Come per gli altri sensi, i test sull’olfatto sono complicati da fare perché ogni persona ha capacità e modi di reazione diversi. La maggior parte degli studi è stata condotta in Occidente dove, anche per motivi culturali, l’olfatto viene spesso trascurato. In altre parti del mondo, per esempio in Asia, le persone sono più abili nel riconoscere alcuni tipi di odori, stando ai risultati delle poche ricerche condotte da quelle parti. Un indizio è offerto anche dalla lingua: in molte culture orientali il numero di parole per descrivere gli odori e le loro sfumature supera abbondantemente quello delle culture occidentali.

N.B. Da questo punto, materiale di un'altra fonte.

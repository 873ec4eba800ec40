//! Dispatch Queue
//!
//! Unbounded FIFO hand-off from the listener (delivery context) to the
//! dispatcher task. Single producer, single consumer.

use tokio::sync::mpsc;

/// Create a connected sender/receiver pair
pub fn dispatch_queue() -> (QueueSender, QueueReceiver) {
    let (tx, rx) = mpsc::unbounded_channel();
    (QueueSender { tx }, QueueReceiver { rx })
}

#[derive(Debug)]
pub struct QueueSender {
    tx: mpsc::UnboundedSender<String>,
}

impl QueueSender {
    /// Enqueue a raw payload without blocking.
    ///
    /// Returns `false` if the consumer side has been dropped.
    pub fn push(&self, raw: String) -> bool {
        self.tx.send(raw).is_ok()
    }

    pub fn is_closed(&self) -> bool {
        self.tx.is_closed()
    }
}

#[derive(Debug)]
pub struct QueueReceiver {
    rx: mpsc::UnboundedReceiver<String>,
}

impl QueueReceiver {
    /// Wait for the next payload. `None` once every sender is gone and the queue is drained.
    pub async fn take(&mut self) -> Option<String> {
        self.rx.recv().await
    }

    /// Stop accepting new payloads; already queued ones can still be taken.
    pub fn close(&mut self) {
        self.rx.close();
    }
}
//! Round-robin routing of control messages to worker channels

use std::fmt;
use std::num::NonZeroU32;

use cr_common::Action;

/// Suffix used to address every worker channel at once.
pub const BROADCAST_SUFFIX: &str = "*";

/// Cyclic worker position.
///
/// Starts at 1 and is advanced before use, so the first normal message goes
/// to worker 2 (or worker 1 when there is only one worker).
#[derive(Debug, Clone)]
pub struct RoundRobin {
    position: u32,
    workers: NonZeroU32,
}

impl RoundRobin {
    pub fn new(workers: NonZeroU32) -> Self {
        Self { position: 1, workers }
    }

    /// Advance and return the next worker index, in `1..=workers`.
    pub fn advance(&mut self) -> u32 {
        self.position = (self.position % self.workers.get()) + 1;
        self.position
    }

    pub fn position(&self) -> u32 {
        self.position
    }
}

/// Where a message is published
#[derive(Debug, Clone, Copy, PartialEq, Eq)]
pub enum WorkerTarget {
    Worker(u32),
    Broadcast,
}

impl WorkerTarget {
    /// Channel name for this target under `base`
    pub fn channel(&self, base: &str) -> String {
        match self {
            WorkerTarget::Worker(index) => format!("{}_{}", base, index),
            WorkerTarget::Broadcast => format!("{}_{}", base, BROADCAST_SUFFIX),
        }
    }

    pub fn kind(&self) -> &'static str {
        match self {
            WorkerTarget::Worker(_) => "unicast",
            WorkerTarget::Broadcast => "broadcast",
        }
    }
}

impl fmt::Display for WorkerTarget {
    fn fmt(&self, f: &mut fmt::Formatter<'_>) -> fmt::Result {
        match self {
            WorkerTarget::Worker(index) => write!(f, "worker {}", index),
            WorkerTarget::Broadcast => write!(f, "all workers"),
        }
    }
}

/// Picks a target per action. DELETE never moves the round-robin position.
#[derive(Debug, Clone)]
pub struct Router {
    round_robin: RoundRobin,
}

impl Router {
    pub fn new(workers: NonZeroU32) -> Self {
        Self { round_robin: RoundRobin::new(workers) }
    }

    pub fn route(&mut self, action: Action) -> WorkerTarget {
        match action {
            Action::Delete => WorkerTarget::Broadcast,
            Action::Normal => WorkerTarget::Worker(self.round_robin.advance()),
        }
    }

    pub fn position(&self) -> u32 {
        self.round_robin.position()
    }
}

I cani sono spesso indicati come animali dal fiuto sopraffino e in molti casi lo provano nella pratica, trovando per esempio le persone rimaste sepolte sotto le valanghe o seguendo le tracce per la polizia. Le loro capacità olfattive sono superiori alle nostre (quanto lo siano, è ancora dibattuto), ma parte della loro abilità si spiega con il fatto di essere in grado di percepire odori che noi semplicemente non sentiamo. Yong fa l’esempio di un test condotto tempo fa dal neurologo israeliano Noam Sobel. Raccolse un gruppo di volontari, li portò in un parco e li fece bendare, poi gli chiese di seguire una traccia odorosa (al cioccolato) che aveva spruzzato sull’erba lungo un percorso di 10 metri. I volontari si misero carponi a terra e fiutarono con successo la traccia, seguendola fino alla fine.

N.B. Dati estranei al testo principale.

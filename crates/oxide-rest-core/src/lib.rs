//! # oxide-rest-core
//!
//! A query compiler for REST endpoints: an HTTP query string goes in, literal
//! and safely escaped SQL text comes out.
//!
//! This crate provides:
//! - A filter mini-language parser producing ordered clause entities
//! - An allow-list reconciler that types values through server-declared parsers
//! - A SQL linker rendering SELECT, INSERT, UPDATE and DELETE text
//! - A value escaper that every literal goes through
//!
//! ## Filter Language
//!
//! Each query-string key is `[NUM:][!][|]INSTRUCTION_OR_FIELD[[SUBFIELD]]`:
//!
//! ```text
//! status=active                  status = 'active'
//! !status=active                 status <> 'active'
//! id[]=1&id[]=2                  id IN ('1', '2')
//! :between[price][]=10&...=20    price BETWEEN '10' AND '20'
//! 2:|like[name]=A%               OR name LIKE 'A%', applied second
//! :sort[name]=DESC  :limit=10  :offset=20  :group[country]
//! ```
//!
//! ## Compiling a Query
//!
//! ```rust
//! use std::sync::Arc;
//!
//! use oxide_rest_core::clause::{Field, Table};
//! use oxide_rest_core::{
//!     parse, reconcile, FieldParsers, Linker, ParseValueError, QueryParams, Scalar,
//! };
//!
//! let mut parsers = FieldParsers::new();
//! parsers.insert(
//!     "id".into(),
//!     Arc::new(|raw: &str| -> Result<Scalar, ParseValueError> {
//!         Ok(Scalar::Text(raw.to_string()))
//!     }),
//! );
//!
//! let params = QueryParams::parse("?:!in[id][]=1&:!in[id][]=2&secret=x");
//! let clauses = reconcile(parse(&params), &parsers);
//! let sql = Linker::new().select(&Table::new("users"), &[Field::new("id")], &clauses);
//!
//! assert_eq!(sql, "SELECT id\nFROM users\nWHERE (NOT(id IN ('1', '2')));");
//! ```
//!
//! ## SQL Injection Prevention
//!
//! Values are escaped, never spliced. Field names only reach SQL text after the
//! reconciler has matched them against the allow-list.
//!
//! ```rust
//! use oxide_rest_core::Scalar;
//!
//! let user_input = Scalar::Text("'; DROP TABLE users; --".into());
//! assert_eq!(user_input.escape(), "'''; DROP TABLE users; --'");
//! ```

pub mod clause;
pub mod linker;
pub mod parser;
pub mod query;
pub mod reconcile;
pub mod value;

pub use clause::{ClauseSet, Having, Instruction, Separator, Where};
pub use linker::Linker;
pub use parser::{parse, parse_query};
pub use query::QueryParams;
pub use reconcile::{reconcile, FieldParsers, ParseValueError, ValueParser};
pub use value::{Scalar, ToScalar, Value};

Il saggio di McGann si conclude con l’auspicio che possa essere da stimolo per rilanciare la ricerca in un campo trascurato da lungo tempo, nel quale non c’è molta letteratura e ci sono diverse convinzioni da verificare, perché molte potrebbero essere sbagliate. Oltre a non avere un’idea precisa delle nostre capacità olfattive, non sappiamo nemmeno con precisione perché dopo i 60 anni molte persone inizino ad avere problemi e a non riconoscere più gli odori come un tempo. È chiaramente un problema degenerativo di qualche tipo, ma non viene affrontato in modo approfondito dai medici, che si limitano a registrare le condizioni dei loro pazienti.